Oración de la Mañana

20 de febrero

Lectura del santo Evangelio según San Mateo

En aquel tiempo, Jesús fue llevado al desierto por el Espíritu para ser tentado por el diablo. Y después de ayunar cuarenta días con sus cuarenta noches, al fin sintió hambre.
El tentador se le acercó y le dijo:
«Si eres Hijo de Dios, di que estas piedras se conviertan en panes».
Pero él le contestó:
«Está escrito: “No solo de pan vive el hombre, sino de toda palabra que sale de la boca de Dios”».
Entonces el diablo lo llevó a la ciudad santa, lo puso en el alero del templo y le dijo:
«Si eres Hijo de Dios, tírate abajo, porque está escrito: “Ha dado órdenes a sus ángeles acerca de ti y te sostendrán en sus manos, para que tu pie no tropiece con las piedras”».
Jesús le dijo:
«También está escrito: “No tentarás al Señor, tu Dios”».
De nuevo el diablo lo llevó a un monte altísimo y le mostró los
reinos del mundo y su gloria, y le dijo:
«Todo esto te daré, si te postras y me adoras».
Entonces le dijo Jesús:
«Vete, Satanás, porque está escrito: “Al Señor, tu Dios, adorarás y a él solo darás culto”».
Entonces lo dejó el diablo, y he aquí que se acercaron los ángeles y lo servían. 

PALABRA DEL SEÑOR.  

REFLEXIÓN.  

Jesús entra en el desierto y allí no huye de las tentaciones, sino que las afronta con confianza total en Dios. No elige el camino fácil, ni el poder, ni el éxito rápido. Elige ser fiel. Cada tentación es una pregunta que también se nos hace a nosotros:  

¿En qué apoyamos nuestra vida?, ¿en lo material, en la apariencia, en dominar a otros… o en Dios? 

Jesús nos enseña que no todo se soluciona “a golpe de milagro”, que la fe no es usar a Dios para nuestro beneficio, y que el verdadero poder está en servir y amar. Él vence porque no quiere ser más que los demás, sino estar con los demás. 

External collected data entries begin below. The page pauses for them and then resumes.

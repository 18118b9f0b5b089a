/// Procedural spiral galaxy point generation.
///
/// Each point is placed on one of `branches` evenly spaced arms, chosen by
/// index. Its distance from the origin is drawn uniformly, the arm is twisted
/// by `spin` radians per unit radius, and every axis receives a signed jitter
/// whose magnitude is a uniform draw raised to `randomness_power`.
use crate::config::{GenerationConfig, Gradient};
use crate::error::Result;
use crate::point_set::PointSet;
use rand::Rng;
use std::f32::consts::TAU;
use tracing::debug;

/// Generate a galaxy with the thread-local RNG.
pub fn generate(config: &GenerationConfig) -> Result<PointSet> {
    generate_with_rng(config, &mut rand::rng())
}

/// Generate a galaxy drawing from `rng`.
///
/// Draw order per point is fixed (radius, then magnitude and sign for x, y
/// and z) so a seeded RNG reproduces the same set.
pub fn generate_with_rng<R: Rng + ?Sized>(
    config: &GenerationConfig,
    rng: &mut R,
) -> Result<PointSet> {
    config.validate()?;

    let count = config.point_count();
    let branches = config.branches as usize;
    let gradient = config.gradient();

    let mut positions = Vec::with_capacity(count);
    let mut colours = gradient.map(|_| Vec::with_capacity(count));

    for index in 0..count {
        let radius = rng.random::<f32>() * config.radius;
        let offset = [
            jitter(rng, config.randomness, config.randomness_power),
            jitter(rng, config.randomness, config.randomness_power),
            jitter(rng, config.randomness, config.randomness_power),
        ];

        positions.push(place_point(index, branches, radius, offset, config.spin));

        if let (Some(colours), Some(gradient)) = (colours.as_mut(), gradient.as_ref()) {
            colours.push(colour_at(gradient, radius, config.radius));
        }
    }

    debug!(
        count,
        branches,
        coloured = gradient.is_some(),
        "generated galaxy point set"
    );

    Ok(PointSet::from_parts(positions, colours))
}

/// Arm a point belongs to. Assigned by index so arm sizes differ by at most one.
pub fn branch_index(index: usize, branches: usize) -> usize {
    index % branches
}

/// Base angle of the arm a point belongs to, in radians.
pub fn branch_angle(index: usize, branches: usize) -> f32 {
    branch_index(index, branches) as f32 / branches as f32 * TAU
}

/// Place a point given its radius draw and per-axis offsets.
///
/// The vertical coordinate is pure jitter, giving a flat disk.
pub fn place_point(
    index: usize,
    branches: usize,
    radius: f32,
    offset: [f32; 3],
    spin: f32,
) -> [f32; 3] {
    let angle = branch_angle(index, branches) + radius * spin;
    [
        angle.sin() * radius + offset[0],
        offset[1],
        angle.cos() * radius + offset[2],
    ]
}

/// Gradient colour for a point drawn at `radius` out of `max_radius`.
pub fn colour_at(gradient: &Gradient, radius: f32, max_radius: f32) -> [f32; 3] {
    let t = if max_radius > 0.0 {
        (radius / max_radius).clamp(0.0, 1.0)
    } else {
        0.0
    };
    gradient.sample(t).to_array()
}

/// Signed offset in `[-randomness, randomness]`, biased towards zero by `power`.
fn jitter<R: Rng + ?Sized>(rng: &mut R, randomness: f32, power: f32) -> f32 {
    let magnitude = rng.random::<f32>().powf(power);
    let sign = if rng.random::<f32>() < 0.5 { 1.0 } else { -1.0 };
    magnitude * sign * randomness
}

#[cfg(test)]
mod tests {
    use super::*;
    use crate::colour::Colour;
    use crate::error::GalaxyError;
    use approx::assert_abs_diff_eq;
    use proptest::prelude::*;
    use rand::rngs::StdRng;
    use rand::{RngCore, SeedableRng};
    use std::f32::consts::SQRT_2;

    /// RNG returning the same word forever.
    struct ConstRng(u32);

    impl RngCore for ConstRng {
        fn next_u32(&mut self) -> u32 {
            self.0
        }

        fn next_u64(&mut self) -> u64 {
            ((self.0 as u64) << 32) | self.0 as u64
        }

        fn fill_bytes(&mut self, dst: &mut [u8]) {
            dst.fill(0);
        }
    }

    fn inside() -> Colour {
        Colour::from_hex("#ff6030").unwrap()
    }

    fn outside() -> Colour {
        Colour::from_hex("#1b3984").unwrap()
    }

    fn config(count: i64, branches: i64) -> GenerationConfig {
        GenerationConfig {
            count,
            branches,
            radius: 5.0,
            spin: 1.0,
            randomness: 0.2,
            randomness_power: 3.0,
            inside_colour: Some(inside()),
            outside_colour: Some(outside()),
            ..Default::default()
        }
    }

    #[test]
    fn zero_count_yields_empty_set() {
        let set = generate(&config(0, 3)).unwrap();
        assert!(set.is_empty());
        assert_eq!(set.colours().map(<[_]>::len), Some(0));
    }

    #[test]
    fn invalid_configs_are_rejected() {
        let err = generate(&config(-1, 3)).unwrap_err();
        assert!(matches!(err, GalaxyError::InvalidConfig { field: "count", .. }));

        let err = generate(&config(10, 0)).unwrap_err();
        assert!(matches!(
            err,
            GalaxyError::InvalidConfig {
                field: "branches",
                ..
            }
        ));

        let mut negative_radius = config(10, 3);
        negative_radius.radius = -1.0;
        assert!(generate(&negative_radius).unwrap_err().is_invalid_config());
    }

    #[test]
    fn three_branches_split_three_hundred_points_evenly() {
        let mut per_branch = [0usize; 3];
        for index in 0..300 {
            per_branch[branch_index(index, 3)] += 1;
        }
        assert_eq!(per_branch, [100, 100, 100]);
    }

    #[test]
    fn generated_points_sit_on_their_branch_without_spin_or_jitter() {
        let mut cfg = config(300, 3);
        cfg.spin = 0.0;
        cfg.randomness = 0.0;
        let set = generate_with_rng(&cfg, &mut StdRng::seed_from_u64(7)).unwrap();

        let arm_width = TAU / 3.0;
        let mut per_branch = [0usize; 3];
        for (index, [x, _, z]) in set.positions().iter().enumerate() {
            let angle = x.atan2(*z).rem_euclid(TAU);
            let arm = ((angle / arm_width).round() as usize) % 3;
            assert_eq!(arm, branch_index(index, 3), "point {index} on wrong arm");
            per_branch[arm] += 1;
        }
        assert_eq!(per_branch, [100, 100, 100]);
    }

    #[test]
    fn place_point_follows_the_spiral() {
        let position = place_point(4, 3, 2.5, [0.0; 3], 1.5);
        let angle = branch_angle(4, 3) + 2.5 * 1.5;
        assert_eq!(position, [angle.sin() * 2.5, 0.0, angle.cos() * 2.5]);
    }

    #[test]
    fn zero_radius_draw_takes_inside_colour() {
        let set = generate_with_rng(&config(16, 3), &mut ConstRng(0)).unwrap();
        for position in set.positions() {
            assert_eq!(*position, [0.0, 0.0, 0.0]);
        }
        for colour in set.colours().unwrap() {
            assert_eq!(*colour, inside().to_array());
        }
    }

    #[test]
    fn full_radius_takes_outside_colour() {
        let cfg = config(1, 3);
        let gradient = cfg.gradient().unwrap();
        assert_eq!(colour_at(&gradient, cfg.radius, cfg.radius), outside().to_array());
        assert_eq!(colour_at(&gradient, 0.0, cfg.radius), inside().to_array());
    }

    #[test]
    fn zero_max_radius_uses_inside_colour() {
        let gradient = config(1, 3).gradient().unwrap();
        assert_eq!(colour_at(&gradient, 0.0, 0.0), inside().to_array());
    }

    #[test]
    fn colour_grows_towards_outside_with_radius() {
        let mut cfg = config(500, 4);
        cfg.randomness = 0.0;
        cfg.spin = 0.0;
        let set = generate_with_rng(&cfg, &mut StdRng::seed_from_u64(11)).unwrap();
        let gradient = cfg.gradient().unwrap();

        for (position, colour) in set.positions().iter().zip(set.colours().unwrap()) {
            let radius = position[0].hypot(position[2]);
            let expected = colour_at(&gradient, radius, cfg.radius);
            for channel in 0..3 {
                assert_abs_diff_eq!(colour[channel], expected[channel], epsilon = 1e-4);
            }
        }
    }

    #[test]
    fn zero_radius_leaves_only_jitter() {
        let mut cfg = config(400, 5);
        cfg.radius = 0.0;
        cfg.randomness = 0.75;
        let set = generate_with_rng(&cfg, &mut StdRng::seed_from_u64(3)).unwrap();
        for position in set.positions() {
            for axis in position {
                assert!(axis.abs() <= 0.75);
            }
        }
    }

    #[test]
    fn single_branch_is_not_an_error() {
        let set = generate(&config(50, 1)).unwrap();
        assert_eq!(set.len(), 50);
    }

    #[test]
    fn seeded_generation_is_reproducible() {
        let cfg = config(256, 3);
        let a = generate_with_rng(&cfg, &mut StdRng::seed_from_u64(42)).unwrap();
        let b = generate_with_rng(&cfg, &mut StdRng::seed_from_u64(42)).unwrap();
        let c = generate_with_rng(&cfg, &mut StdRng::seed_from_u64(43)).unwrap();
        assert_eq!(a, b);
        assert_ne!(a, c);
    }

    #[test]
    fn uncoloured_config_produces_no_colours() {
        let set = generate(&config(10, 3).without_colours()).unwrap();
        assert_eq!(set.len(), 10);
        assert!(!set.has_colours());
    }

    fn valid_config() -> impl Strategy<Value = GenerationConfig> {
        (
            0i64..600,
            1i64..12,
            0.0f32..20.0,
            -5.0f32..5.0,
            0.0f32..2.0,
            1.0f32..10.0,
        )
            .prop_map(
                |(count, branches, radius, spin, randomness, randomness_power)| GenerationConfig {
                    count,
                    branches,
                    radius,
                    spin,
                    randomness,
                    randomness_power,
                    ..Default::default()
                },
            )
    }

    proptest! {
        #[test]
        fn prop_lengths_match_count(cfg in valid_config(), seed in any::<u64>()) {
            let set = generate_with_rng(&cfg, &mut StdRng::seed_from_u64(seed)).unwrap();
            prop_assert_eq!(set.len(), cfg.count as usize);
            prop_assert_eq!(set.colours().map(<[_]>::len), Some(cfg.count as usize));

            let plain = generate_with_rng(&cfg.clone().without_colours(), &mut StdRng::seed_from_u64(seed)).unwrap();
            prop_assert_eq!(plain.len(), cfg.count as usize);
            prop_assert!(plain.colours().is_none());
        }

        #[test]
        fn prop_points_stay_within_radius_plus_jitter(cfg in valid_config(), seed in any::<u64>()) {
            let set = generate_with_rng(&cfg, &mut StdRng::seed_from_u64(seed)).unwrap();
            let limit = cfg.radius + cfg.randomness * SQRT_2 + 1e-4;
            for [x, y, z] in set.positions() {
                prop_assert!(x.hypot(*z) <= limit);
                prop_assert!(y.abs() <= cfg.randomness + 1e-6);
            }
        }

        #[test]
        fn prop_no_randomness_means_exact_spiral(cfg in valid_config(), seed in any::<u64>()) {
            let cfg = GenerationConfig { randomness: 0.0, ..cfg };
            let set = generate_with_rng(&cfg, &mut StdRng::seed_from_u64(seed)).unwrap();
            let branches = cfg.branches as usize;
            for (index, [x, y, z]) in set.positions().iter().enumerate() {
                prop_assert_eq!(y.abs(), 0.0);
                let radius = x.hypot(*z);
                let angle = branch_angle(index, branches) + radius * cfg.spin;
                prop_assert!((x - angle.sin() * radius).abs() <= 1e-3);
                prop_assert!((z - angle.cos() * radius).abs() <= 1e-3);
            }
        }
    }
}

Comenzar la Cuaresma es entrar también nosotros en ese desierto interior, donde descubrimos qué cosas nos alejan de Dios y de los otros. Con Jesús aprendemos que ser fieles nos hace más humanos, más libres y auténticos. 

 

PETICIÓN: Señor Jesús, en nuestras tentaciones y dudas, enséñanos a confiar en Dios,
a no elegir el camino fácil y a vivir con un corazón sencillo, fiel y solidario.